Answer:
A. µ is the population average number of paid days off taken by employees that the company.
Null Hypothesis: µ=15 days
Alternate Hypothesis: µ≠15 days
B. one-sample t-test
C. We are unsure if it meets the conditions for a one-sample t-test
D. t=-0.79178; df=7
Step-by-step explanation:
For the null and alternate hypotheses, you want to first define what µ represents. Next, you state them, the null hypothesis being equal to the previously known average, and the alternate hypothesis being greater than, less than, or not equal to the previous average, selecting one depends on the context in the problem.
A one-mean t-test would be used as we are looking to compare the mean of a data set, as well as the fact that we do not know the population standard deviation.

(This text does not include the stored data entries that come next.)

//! `ActivityState` and the scheduler operations that enforce mutual
//! exclusion among time-deadlined activities.

use serde::{Deserialize, Serialize};

use crate::error::DispatchError;
use crate::player::Player;
use crate::types::ActivityKind;

/// Per-user mutually exclusive activity state. A player is in at most one
/// `Busy` state at a time.
#[derive(Debug, Clone, PartialEq, Serialize, Deserialize)]
pub enum ActivityState {
    Idle,
    Busy {
        kind: ActivityKind,
        started_at: i64,
        deadline: i64,
        payload: Option<String>,
    },
}

impl Default for ActivityState {
    fn default() -> Self {
        ActivityState::Idle
    }
}

/// Start a new timed activity. Fails `Busy` if the user is not `Idle`.
pub fn start(player: &mut Player, kind: ActivityKind, duration_secs: i64, payload: Option<String>, now: i64) -> Result<(), DispatchError> {
    match player.activity_state {
        ActivityState::Idle => {
            player.activity_state = ActivityState::Busy {
                kind,
                started_at: now,
                deadline: now + duration_secs,
                payload,
            };
            player.last_start_time.insert(kind, now);
            Ok(())
        }
        ActivityState::Busy { kind: current, .. } => Err(DispatchError::Busy { kind: current }),
    }
}

/// Return the deadline for `required_kind`, or an error if idle / busy with
/// a different kind.
pub fn check(player: &Player, required_kind: ActivityKind) -> Result<i64, DispatchError> {
    match &player.activity_state {
        ActivityState::Busy { kind, deadline, .. } if *kind == required_kind => Ok(*deadline),
        ActivityState::Busy { kind, .. } => Err(DispatchError::WrongActivity {
            expected: required_kind,
            actual: *kind,
        }),
        ActivityState::Idle => Err(DispatchError::PreconditionNotMet {
            reason: "not currently engaged in any activity".to_string(),
        }),
    }
}

/// Outcome of a successful `finish`: the elapsed time, clamped to the
/// scheduled duration by the caller's settlement function, plus the
/// original payload for settlement to consume.
pub struct FinishedActivity {
    pub started_at: i64,
    pub elapsed_secs: i64,
    pub payload: Option<String>,
}

/// Requires `Busy(required_kind, ...)` and `now >= deadline`. On premature
/// finish, returns `NotReady` with remaining time and does not clear state.
pub fn finish(player: &mut Player, required_kind: ActivityKind, now: i64) -> Result<FinishedActivity, DispatchError> {
    let (kind, started_at, deadline, payload) = match &player.activity_state {
        ActivityState::Busy {
            kind,
            started_at,
            deadline,
            payload,
        } => (*kind, *started_at, *deadline, payload.clone()),
        ActivityState::Idle => {
            return Err(DispatchError::PreconditionNotMet {
                reason: "not currently engaged in any activity".to_string(),
            })
        }
    };

    if kind != required_kind {
        return Err(DispatchError::WrongActivity {
            expected: required_kind,
            actual: kind,
        });
    }

    if now < deadline {
        return Err(DispatchError::NotReady { remaining: deadline - now });
    }

    player.activity_state = ActivityState::Idle;
    Ok(FinishedActivity {
        started_at,
        elapsed_secs: now - started_at,
        payload,
    })
}

/// Force-clear to `Idle`, used by system actions such as breakthrough-death
/// cleanup.
pub fn abort(player: &mut Player) {
    player.activity_state = ActivityState::Idle;
}

#[cfg(test)]
mod tests {
    use super::*;
    use std::collections::{HashMap, HashSet};

    fn test_player() -> Player {
        Player {
            user_id: "u1".into(),
            display_name: None,
            realm_index: 0,
            cultivation_path: crate::types::CultivationPath::Spirit,
            spiritual_root: crate::types::SpiritualRoot::Mortal,
            experience: 0,
            lifespan: 100,
            gold: 0,
            hp: 100,
            max_hp: 100,
            mp: 50,
            max_mp: 50,
            physical_attack: 10,
            magic_attack: 10,
            physical_defense: 5,
            magic_defense: 5,
            mental_power: 5,
            speed: 10,
            critical_rate: 0.05,
            critical_damage: 1.5,
            hit_rate: 0.95,
            dodge_rate: 0.05,
            equipment: Default::default(),
            learned_skills: HashSet::new(),
            equipped_skills: Vec::new(),
            active_temporary_effects: Vec::new(),
            permanent_pill_gains: Default::default(),
            has_resurrection_token: false,
            has_debuff_shield: false,
            pill_inventory: HashMap::new(),
            storage_ring: crate::inventory::StorageRing::new(10),
            activity_state: ActivityState::Idle,
            last_check_in_date: 0,
            cultivation_start_time: 0,
            last_start_time: HashMap::new(),
            last_abandon_time: None,
        }
    }

    #[test]
    fn start_while_busy_fails() {
        let mut p = test_player();
        start(&mut p, ActivityKind::Cultivating, 60, None, 0).unwrap();
        assert!(matches!(
            start(&mut p, ActivityKind::Adventuring, 60, None, 10),
            Err(DispatchError::Busy { .. })
        ));
    }

    #[test]
    fn finish_before_deadline_is_not_ready() {
        let mut p = test_player();
        start(&mut p, ActivityKind::Cultivating, 3600, None, 0).unwrap();
        let err = finish(&mut p, ActivityKind::Cultivating, 10).unwrap_err();
        assert!(matches!(err, DispatchError::NotReady { remaining: 3590 }));
    }

    #[test]
    fn finish_wrong_kind_fails_and_preserves_state() {
        let mut p = test_player();
        start(&mut p, ActivityKind::Cultivating, 60, None, 0).unwrap();
        assert!(finish(&mut p, ActivityKind::Adventuring, 1000).is_err());
        assert!(matches!(p.activity_state, ActivityState::Busy { .. }));
    }

    #[test]
    fn finish_after_deadline_clears_to_idle() {
        let mut p = test_player();
        start(&mut p, ActivityKind::Cultivating, 60, Some("route".into()), 0).unwrap();
        let finished = finish(&mut p, ActivityKind::Cultivating, 100).unwrap();
        assert_eq!(finished.elapsed_secs, 100);
        assert_eq!(finished.payload.as_deref(), Some("route"));
        assert_eq!(p.activity_state, ActivityState::Idle);
    }

    #[test]
    fn abort_always_clears() {
        let mut p = test_player();
        start(&mut p, ActivityKind::BossCombat, 60, None, 0).unwrap();
        abort(&mut p);
        assert_eq!(p.activity_state, ActivityState::Idle);
    }
}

When conducting these tests, we need to ensure that three conditions are being met. The first is random, which means that the data set is randomly gathered, or not, the data here does not seem to be random, which may be concerning. Next is independence, this is done when we survey less than 10% of the overall population, in this case it is a small company, so we do not know if it is less than 10% of the population. Last is normality, the data set is not sufficiently large (greater than 30 people surveyed) so we cannot use the central limit theorem to justify that the data is normal. We can use a normality plot, but when the data is placed on a normality plot most of the data appears to be linear, but the 27 day data point does not seem to be normal, so we cannot fully ensure that it is normal. Based on the data not following these conditions, we have concerns about proceeding with the test, we will therefore have to proceed with caution.
For the last part, use that T-test function on a calculator with statistics functions. Remember to include the degrees of freedom in the answer. (The degrees of freedom is one less than the sample size).